O Estado virou as costas pra gente, não sei se é porque somos pobres. O mais difícil é quando eu chegava para visitar minha mãe e ela perguntava se eu tinha conseguido leito de UTI e nada. É dolorido a gente pagar tanto imposto e na hora que precisa não ter. Hoje estamos órfãos de mãe, meu filho acabou de nascer e não vai conhecer o avó por negligência do Estado. Entramos com pedido na Justiça para que não fique impune. O dinheiro não vai trazer minha mãe, mas que sirva de lição para eles e que outras pessoas não passem o que nós passemos, que outras Luizas não morram, disse Valdemar.

Sentença de morte

Defensor público Bruno Cury de Moraes, que protocolou a ação para a família, afirma que o óbito da paciente não representa apenas uma estatística, mas a materialização do descaso do poder público, que vai muito além da omissão, e resultou em uma sentença de morte. O desfecho da inércia sistemática dos entes públicos culminou no óbito da Sra. Luiza Klein em 1º de fevereiro de 2025. A transferência só foi viabilizada mediante bloqueio judicial nas contas do Estado e do Município. Tragicamente, um dia após essa transferência tardia, Luiza Klein não resistiu – uma morte que carrega o peso incontestável da negligência estatal, diz trecho da ação.

Judicialização

Cleide Regina Ribeiro do Nascimento, defensora pública integrante do Grupo de Atuação Estratégica em Direitos Coletivos de Saúde (Gaedic Saúde), pondera que a judicialização revela as falhas estruturais do sistema de saúde. Cleide destaca que embora a saúde seja um direito garantido pela Constituição Federal, não está eficientemente aparelhada para atender toda a população, fazendo com que muitas pessoas precisem recorrer à Justiça. A judicialização se torna inevitável quando o sistema falha em atender o cidadão, mas aprimorar a gestão e planejar melhor os recursos podem ajudar a reduzir essas demandas. Há a necessidade urgente de ampliação a rede de atendimento.

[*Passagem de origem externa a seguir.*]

//! Helpers shared by the integration tests.

#![allow(dead_code)]

use std::sync::atomic::{AtomicUsize, Ordering};
use std::sync::Arc;

use spacegc::{
    CollectorType, Heap, HeapConfig, MutatorScope, ObjectRef, Runtime, RuntimeStats, SlotModel, StandaloneRuntime,
};

pub const KB: usize = 1024;
pub const MB: usize = 1024 * KB;

/// A small heap without an image space or a task daemon.
pub fn config(collector_type: CollectorType, capacity: usize) -> HeapConfig {
    HeapConfig {
        collector_type,
        image_space_capacity: 0,
        enable_task_daemon: false,
        ..HeapConfig::with_capacity(capacity)
    }
}

pub fn heap_with(config: HeapConfig) -> (Arc<Heap>, Arc<StandaloneRuntime>) {
    let runtime = Arc::new(StandaloneRuntime::new());
    let heap = Heap::new(config, Arc::new(SlotModel), runtime.clone()).unwrap();
    (heap, runtime)
}

pub fn heap(collector_type: CollectorType, capacity: usize) -> (Arc<Heap>, Arc<StandaloneRuntime>) {
    heap_with(config(collector_type, capacity))
}

/// Allocates an object with `refs` reference slots and `payload` words.
pub fn alloc(heap: &Heap, refs: usize, payload: usize) -> ObjectRef {
    heap.allocate(SlotModel::class(refs, payload), SlotModel::object_size(refs, payload))
        .unwrap()
}

pub fn alloc_non_movable(heap: &Heap, refs: usize, payload: usize) -> ObjectRef {
    heap.allocate_non_movable(SlotModel::class(refs, payload), SlotModel::object_size(refs, payload))
        .unwrap()
}

pub fn set_ref(heap: &Heap, obj: ObjectRef, index: usize, value: Option<ObjectRef>) {
    heap.write_reference(obj, SlotModel::reference_offset(index), value);
}

pub fn get_ref(heap: &Heap, obj: ObjectRef, index: usize) -> Option<ObjectRef> {
    heap.read_reference(obj, SlotModel::reference_offset(index))
}

pub fn set_payload(heap: &Heap, obj: ObjectRef, refs: usize, index: usize, value: usize) {
    heap.write_word(obj, SlotModel::payload_offset(refs, index), value);
}

pub fn payload(heap: &Heap, obj: ObjectRef, refs: usize, index: usize) -> usize {
    heap.read_word(obj, SlotModel::payload_offset(refs, index))
}

/// Builds a singly linked list of `len` nodes, each with one reference and
/// one payload word holding its index. Returns the head.
pub fn linked_list(heap: &Heap, runtime: &StandaloneRuntime, len: usize) -> ObjectRef {
    let head = alloc(heap, 1, 1);
    let root = runtime.root(head);
    let tail = runtime.root(head);
    for i in 1..len {
        let node = alloc(heap, 1, 1);
        set_payload(heap, node, 1, 0, i);
        set_ref(heap, tail.get().unwrap(), 0, Some(node));
        tail.set(node);
    }
    root.get().unwrap()
}

/// Walks a list built by [`linked_list`] and returns its payloads.
pub fn list_payloads(heap: &Heap, head: ObjectRef) -> Vec<usize> {
    let mut out = Vec::new();
    let mut node = Some(head);
    while let Some(n) = node {
        out.push(payload(heap, n, 1, 0));
        node = get_ref(heap, n, 0);
    }
    out
}

/// A runtime that counts how many threads hold the world stopped at once.
#[derive(Debug, Default)]
pub struct CountingRuntime {
    pub inner: StandaloneRuntime,
    pub stopped: AtomicUsize,
    pub max_stopped: AtomicUsize,
    pub suspensions: AtomicUsize,
}

impl CountingRuntime {
    pub fn mutator_scope(&self) -> MutatorScope<'_> {
        self.inner.mutator_scope()
    }
}

impl Runtime for CountingRuntime {
    fn suspend_all_mutators(&self) {
        self.inner.suspend_all_mutators();
        let now = self.stopped.fetch_add(1, Ordering::SeqCst) + 1;
        self.max_stopped.fetch_max(now, Ordering::SeqCst);
        self.suspensions.fetch_add(1, Ordering::SeqCst);
    }

    fn resume_all_mutators(&self) {
        self.stopped.fetch_sub(1, Ordering::SeqCst);
        self.inner.resume_all_mutators();
    }

    fn visit_roots(&self, visitor: &mut dyn FnMut(&mut ObjectRef)) {
        self.inner.visit_roots(visitor);
    }

    fn sweep_system_weaks(&self, is_marked: &mut dyn FnMut(ObjectRef) -> Option<ObjectRef>) {
        self.inner.sweep_system_weaks(is_marked);
    }

    fn enter_blocking(&self) {
        self.inner.enter_blocking();
    }

    fn exit_blocking(&self) {
        self.inner.exit_blocking();
    }

    fn safepoint(&self) {
        self.inner.safepoint();
    }

    fn is_shutting_down(&self) -> bool {
        self.inner.is_shutting_down()
    }

    fn stats(&self) -> Option<&RuntimeStats> {
        self.inner.stats()
    }
}
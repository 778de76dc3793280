use std::collections::HashMap;

use crate::address::ObjectRef;

/// Side table from an evacuated object's old address to its copy.
///
/// The from-space is left untouched while the collection runs; every lookup
/// for one address returns the same copy until the table is cleared.
#[derive(Debug, Default)]
pub struct ForwardingTable {
    entries: HashMap<usize, ObjectRef>,
}

impl ForwardingTable {
    /// An empty table.
    #[must_use]
    pub fn new() -> Self {
        Self::default()
    }

    /// Where `old` was copied to, if it was.
    #[must_use]
    pub fn get(&self, old: ObjectRef) -> Option<ObjectRef> {
        self.entries.get(&old.addr()).copied()
    }

    /// Records that `old` now lives at `new`. Returns the existing copy
    /// instead if `old` was already forwarded.
    pub fn insert(&mut self, old: ObjectRef, new: ObjectRef) -> Result<(), ObjectRef> {
        match self.entries.entry(old.addr()) {
            std::collections::hash_map::Entry::Occupied(e) => Err(*e.get()),
            std::collections::hash_map::Entry::Vacant(e) => {
                e.insert(new);
                Ok(())
            }
        }
    }

    /// Number of forwarded objects.
    #[must_use]
    pub fn len(&self) -> usize {
        self.entries.len()
    }

    /// Returns `true` if nothing was forwarded.
    #[must_use]
    pub fn is_empty(&self) -> bool {
        self.entries.is_empty()
    }

    /// Drops every entry, keeping the allocation for the next run.
    pub fn clear(&mut self) {
        self.entries.clear();
    }
}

A defensora frisa que quando um cidadão procura a Defensoria Pública em busca de um leito de UTI, normalmente já está em uma emergência médica/risco de morte.

Mesmo após uma decisão judicial favorável, a maior dificuldade é a efetivação da medida. Em muitos casos, não há leitos disponíveis na rede pública, e a ordem judicial precisa ser cumprida por meio da contratação de leitos em hospitais privados. Infelizmente, há registros de pacientes que faleceram enquanto aguardavam um leito, mesmo com ordem judicial expedida.